We create a state matrix from these rules.

st:distinct" ",(first each sg),raze mst[;1]; / all matrix states, before A - initial states
mt:{a:st?y;x[a 0;(a 2;::)"*"in y 2]:first a 1;x}/[count[st]#enlist til count sg;mst]

The lex function itself is simple.

q)lx:{(where(mt\[0;c2g x])<st?"A")cut x}

q)lx string lx
(,"{";,"(";"where";,"(";,"c";,":";"mt";,"\\";,"[";,"0";,";";"c2g";," ";,"x";,"]";,")";,"<";"st";,"?";"\"A\"";,")";"cut";," ";,"x";,"}")

The token type is lost in lx but we can calculate it if we also cut the matrix result, apply max to each token, and define a map from states to token names.

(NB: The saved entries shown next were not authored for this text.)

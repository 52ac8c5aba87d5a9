use std::{fmt, io, path::PathBuf};

/// Host-level failures: anything that stops the generator other than
/// problems inside the grammar itself, which go through the grammar's own
/// error counter instead.
#[derive(Debug)]
pub enum Error {
    FileRead(PathBuf, io::Error),
    FileWrite(PathBuf, io::Error),
    TemplateOpen(PathBuf, io::Error),
}

impl fmt::Display for Error {
    fn fmt(&self, f: &mut fmt::Formatter) -> fmt::Result {
        match self {
            Error::FileRead(path, cause) => {
                write!(f, "Can't read \"{}\": {}.", path.to_string_lossy(), cause)
            }
            Error::FileWrite(path, cause) => {
                write!(f, "Can't write \"{}\": {}.", path.to_string_lossy(), cause)
            }
            Error::TemplateOpen(path, cause) => write!(
                f,
                "Can't open the template file \"{}\": {}.",
                path.to_string_lossy(),
                cause
            ),
        }
    }
}

impl std::error::Error for Error {}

s2t:{(!). flip raze(st?x[;0]),\:'x[;1]}(("aeA";`ident);("0EF";`num);("`ST";`sym);("KLM";`str);("\tW";`ws);("C",:;`specfn))
lx2:{flip`tok`txt!(s2t max each i cut c;(i:where(c:mt\[0;c2g x])<st?"A")cut x)}
q)lx2 string lx2
tok   txt       
----------------
      enlist "{"
ident "flip"    
sym   "`tok"    
sym   "`txt"
...

Weak pointers in q

Say we have a process that enriches messages making several asynchronous calls, splits them, joins the results back, etc. It is convenient to store every message in a global:

.msgs.msg123:`table`settings`state!(();`a`b;`ready)
/ or via a function
.msgs.mkMsg:{.msgs[n:`$"msg",string "j"$.z.P]:x;n}

We would then pass this name to all processing functions and store it as a parent in its child messages. The main problem with globals is that you need to clear them when you don’t need them anymore – as in old good C/C++. You’ll have to carefully count all references and delete messages at the appropriate time.

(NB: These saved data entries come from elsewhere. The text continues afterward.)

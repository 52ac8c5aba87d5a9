use clap::crate_authors;
use structopt::StructOpt;

use std::{io::Write, path::PathBuf};

use lalrgen::{run, Error, Options};

#[derive(Debug, StructOpt)]
#[structopt(
    name = "lalrgen",
    about = "LALR(1) parser generator",
    author = crate_authors!(),
)]
struct CLOptions {
    /// Show only the basis configurations in the report file
    #[structopt(short = "b")]
    basis: bool,
    /// Don't compress the action table
    #[structopt(short = "c")]
    no_compress: bool,
    /// Directory for the output files
    #[structopt(short = "d", parse(from_os_str))]
    directory: Option<PathBuf>,
    /// Print the grammar back out without generating anything
    #[structopt(short = "g")]
    reprint: bool,
    /// Put the token codes in a separate header instead of inline
    #[structopt(short = "m")]
    separate_header: bool,
    /// Don't write the report file
    #[structopt(short = "q")]
    quiet: bool,
    /// Print counts of terminals, nonterminals, rules, states and conflicts
    #[structopt(short = "s")]
    stats: bool,
    /// Template file for the generated parser
    #[structopt(short = "t", parse(from_os_str))]
    template: Option<PathBuf>,
    /// Print the version number and exit
    #[structopt(short = "x")]
    show_version: bool,
    /// The grammar file to process
    #[structopt(parse(from_os_str), required_unless = "show_version")]
    grammar: Option<PathBuf>,
}

fn main() {
    let cl_options = CLOptions::from_args();
    if cl_options.show_version {
        println!("lalrgen version {}", env!("CARGO_PKG_VERSION"));
        std::process::exit(0);
    }
    let input = match cl_options.grammar {
        Some(path) => path,
        None => {
            writeln!(std::io::stderr(), "No grammar file given.").unwrap();
            std::process::exit(1);
        }
    };
    let options = Options {
        input,
        basis_only: cl_options.basis,
        no_compress: cl_options.no_compress,
        output_dir: cl_options.directory,
        reprint: cl_options.reprint,
        separate_header: cl_options.separate_header,
        quiet: cl_options.quiet,
        stats: cl_options.stats,
        template: cl_options.template,
    };
    match run(&options) {
        Ok(count) => std::process::exit(count as i32),
        Err(error) => {
            writeln!(std::io::stderr(), "{}", error).unwrap();
            let code = match error {
                Error::FileRead(_, _) => 2,
                Error::TemplateOpen(_, _) => 3,
                Error::FileWrite(_, _) => 6,
            };
            std::process::exit(code);
        }
    }
}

Fortunately q already counts references for us. We could pass the message, as is, in a function; or store it in another variable, and q would increase the message’s reference counter by 1. Unfortunately, as soon as we change any field in the message, q will create a new dictionary, and all other copies will become invalid without any way to know it.

Can we eat this cake and have it too? Use the built-in reference counting and avoid creating the new messages on each update? As it turns out we can. We can put a special marker into each message and then pass it as a pointer into functions or store it in other variables without ever changing it. Thus q will correctly increase or decrease its reference counter at appropriate places and when this counter becomes equal to 1 we will know that the message is no longer needed and can be deleted. When we will have to make an update to the message: we will just dereference this pointer and update it directly via its global name.

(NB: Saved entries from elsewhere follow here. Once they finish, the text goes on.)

use std::{
    cell::Cell,
    io::{self, stderr, Write},
};

use crate::rule::{CodeBlock, Rule};
use crate::symbol::{Symbol, SymbolKind, SymbolTable, ACCEPT_NAME, END_NAME, ERROR_NAME};

/// Upper bound on right-hand-side length.
pub const MAXRHS: usize = 1000;

/// Stack depth compiled into the generated parser when the grammar does not
/// say otherwise.
pub const DEFAULT_STACK_SIZE: usize = 100;

/// Everything learned from one grammar file: the declaration slots, the
/// symbol table, the rule list and the running error count.  A single
/// `Grammar` is threaded by reference through every later pass.
#[derive(Debug, Default)]
pub struct Grammar {
    pub filename: String,
    pub symbols: SymbolTable,
    pub rules: Vec<Rule>,
    pub name: Option<String>,
    pub include: Option<CodeBlock>,
    pub extra_code: Option<CodeBlock>,
    pub token_destructor: Option<CodeBlock>,
    pub token_prefix: Option<String>,
    pub syntax_error: Option<CodeBlock>,
    pub parse_accept: Option<CodeBlock>,
    pub parse_failure: Option<CodeBlock>,
    pub stack_overflow: Option<CodeBlock>,
    pub extra_argument: Option<CodeBlock>,
    pub token_type: Option<CodeBlock>,
    pub stack_size: Option<String>,
    pub start_name: Option<String>,
    start: Option<Symbol>,
    error_count: Cell<u32>,
    warning_count: Cell<u32>,
    pub precedence_counter: Cell<i32>,
}

impl Grammar {
    pub fn new(filename: &str) -> Self {
        let mut grammar = Grammar::default();
        grammar.filename = filename.to_string();
        grammar
    }

    pub fn error(&self, line: usize, what: &str) {
        writeln!(stderr(), "{}:{}: Error: {}.", self.filename, line, what).expect("stderr");
        self.error_count.set(self.error_count.get() + 1);
    }

    pub fn error_count(&self) -> u32 {
        self.error_count.get()
    }

    pub fn warning(&self, line: usize, what: &str) {
        writeln!(stderr(), "{}:{}: Warning: {}.", self.filename, line, what).expect("stderr");
        self.warning_count.set(self.warning_count.get() + 1);
    }

    pub fn warning_count(&self) -> u32 {
        self.warning_count.get()
    }

    /// The name substituted for the `Parse` prefix throughout the template.
    pub fn parser_name(&self) -> &str {
        self.name.as_deref().unwrap_or("Parse")
    }

    pub fn stack_depth(&self) -> usize {
        match &self.stack_size {
            Some(text) => text.parse::<usize>().unwrap_or(DEFAULT_STACK_SIZE),
            None => DEFAULT_STACK_SIZE,
        }
    }

    pub fn install_rule(&mut self, rule: Rule) {
        rule.lhs().mark_as_non_terminal();
        rule.lhs().add_rule(rule.clone());
        for symbol in rule.rhs() {
            symbol.mark_used_on_rhs();
        }
        self.rules.push(rule);
    }

    /// Valid once `prepare` has run.
    pub fn start_symbol(&self) -> Symbol {
        self.start.clone().expect("grammar prepared")
    }

    /// The wrapper rule `$accept ::= start`, installed by `prepare` as the
    /// last rule.
    pub fn augmented_rule(&self) -> Rule {
        let rule = self.rules.last().expect("grammar prepared").clone();
        debug_assert!(rule.is_augmented());
        rule
    }

    pub fn n_terminals(&self) -> usize {
        self.symbols.n_terminals()
    }

    pub fn n_symbols(&self) -> usize {
        self.symbols.len()
    }

    pub fn n_rules(&self) -> usize {
        self.rules.len()
    }

    /// Post-parse analysis: insert the reserved symbols, settle the start
    /// symbol, index the symbol table, infer rule precedences and compute
    /// the lambda flags and FIRST sets.
    pub fn prepare(&mut self) {
        if self.rules.is_empty() {
            self.error(1, "Empty grammar");
            return;
        }
        self.symbols.insert_pseudo(END_NAME, SymbolKind::Terminal);
        self.symbols.insert_pseudo(ERROR_NAME, SymbolKind::NonTerminal);

        let fallback = self.rules[0].lhs().clone();
        let start = match &self.start_name {
            Some(name) => match self.symbols.find(name) {
                Some(symbol) if symbol.has_rules() => symbol,
                _ => {
                    self.error(
                        0,
                        &format!(
                            "The specified start symbol \"{}\" is not \
                             a nonterminal of the grammar.  \"{}\" will be used as the \
                             start symbol instead",
                            name,
                            fallback.name()
                        ),
                    );
                    fallback.clone()
                }
            },
            None => fallback.clone(),
        };

        // The wrapper rule keeps this legal; it is still worth pointing out.
        for rule in self.rules.iter() {
            if rule.rhs().iter().any(|symbol| *symbol == start) {
                self.warning(
                    rule.line(),
                    &format!(
                        "The start symbol \"{}\" occurs on the right-hand side of a rule",
                        start.name()
                    ),
                );
                break;
            }
        }

        let accept = self.symbols.insert_pseudo(ACCEPT_NAME, SymbolKind::NonTerminal);
        let wrapper = Rule::new_augmented(self.rules.len() as u32, accept.clone(), start.clone());
        accept.add_rule(wrapper.clone());
        self.rules.push(wrapper);
        self.start = Some(start);

        self.symbols.sort_and_index();
        self.find_rule_precedences();

        for non_terminal in self.symbols.non_terminals() {
            if !non_terminal.has_rules() && !non_terminal.is_error() {
                self.error(
                    0,
                    &format!("Nonterminal \"{}\" has no rules", non_terminal.name()),
                );
            }
        }

        self.compute_lambdas();
        self.compute_firsts();
    }

    /// Rules without an explicit precedence mark adopt the leftmost
    /// right-hand-side symbol that has a precedence of its own.
    fn find_rule_precedences(&self) {
        for rule in self.rules.iter() {
            if rule.has_precsym() {
                continue;
            }
            for symbol in rule.rhs() {
                if symbol.has_precedence() {
                    rule.set_precsym(symbol.clone());
                    break;
                }
            }
        }
    }

    /// A nonterminal derives the empty string iff some rule for it has a
    /// right-hand side made entirely of such nonterminals; an empty
    /// right-hand side qualifies immediately.
    fn compute_lambdas(&self) {
        let mut progress = true;
        while progress {
            progress = false;
            for rule in self.rules.iter() {
                if rule.lhs().lambda() {
                    continue;
                }
                if rule.rhs().iter().all(|symbol| symbol.lambda()) {
                    rule.lhs().set_lambda(true);
                    progress = true;
                }
            }
        }
    }

    /// FIRST sets to a fixed point.  Scanning a right-hand side stops at
    /// the first symbol that cannot vanish; a self-reference is skipped
    /// rather than unioned, which is what keeps direct recursion finite.
    fn compute_firsts(&self) {
        let mut progress = true;
        while progress {
            progress = false;
            for rule in self.rules.iter() {
                let lhs = rule.lhs();
                for symbol in rule.rhs() {
                    if symbol.is_terminal() {
                        progress = lhs.add_first(symbol.ident()) || progress;
                        break;
                    } else if lhs == symbol {
                        if !lhs.lambda() {
                            break;
                        }
                    } else {
                        progress = lhs.union_firsts_of(symbol) || progress;
                        if !symbol.lambda() {
                            break;
                        }
                    }
                }
            }
        }
    }

    /// Echo the grammar in scannable form: a symbol cross-reference as
    /// comments, then every rule.
    pub fn reprint<W: Write>(&self, wtr: &mut W) -> io::Result<()> {
        writeln!(wtr, "// Reprint of input file \"{}\".", self.filename)?;
        writeln!(wtr, "// Symbols:")?;
        for (index, symbol) in self.symbols.names().enumerate() {
            writeln!(wtr, "//   {:3}: {}", index, symbol.name())?;
        }
        for rule in self.rules.iter().filter(|r| !r.is_augmented()) {
            write!(wtr, "{} ::=", rule.lhs().name())?;
            for symbol in rule.rhs() {
                write!(wtr, " {}", symbol.name())?;
            }
            write!(wtr, " .")?;
            if let Some(precsym) = rule.precsym() {
                write!(wtr, " [{}]", precsym.name())?;
            }
            writeln!(wtr)?;
        }
        Ok(())
    }
}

.msgs.mkMsg:{n set x,``pointer!(::;enlist n:`$".msgs.","msg",string "j"$.z.P);n`pointer}
.msgs.rc:{-1+-16!(x 0)`pointer}  / number of pointers
.msgs.gc:{if[count k:k where 3=(-16!)each .msgs[k:k where (k:key .msgs)like"msg*";`pointer];![`.msgs;();0b;k];-1 "Deleted: ",string count k]}

somefn:{p:.msgs.mkMsg `a`b!1 2; @[p 0;`a;:;10];p}
somefn[] /  we ignore the pointer - no need to delete it
.msgs.gc[] / GC will delete it

p:somefn[] / store it
.msgs.gc[] / GC will ignore it
p:0; / now GC will delete it
.msgs.gc[]

Object-oriented q

Let’s build on the previous section. The main issue with q is that it is not possible to use closures or objects in it to capture state. We can save it in a global variable but globals are hard to use with complex objects. You’d have to use the general Amend with complicated paths to access deep values and then it still would not be easy to work with objects inside objects. Q works well with uniform tables and lists, but does a poor job when we have many objects with a different structure that can have links to other objects.

CEP messages from the previous section are a good example: they may have different fields, links to other messages, contain large tables. Though we can store them in tables or lists it would be a poor choice because it would be hard to modify them, especially in-place to save memory. We could save them in anonymous globals as above but we can make one step further and generalize this idea and develop an OOP library for q.

This library will support encapsulation, inheritance, etc. It will be slow, of course, but this is the price of convenience.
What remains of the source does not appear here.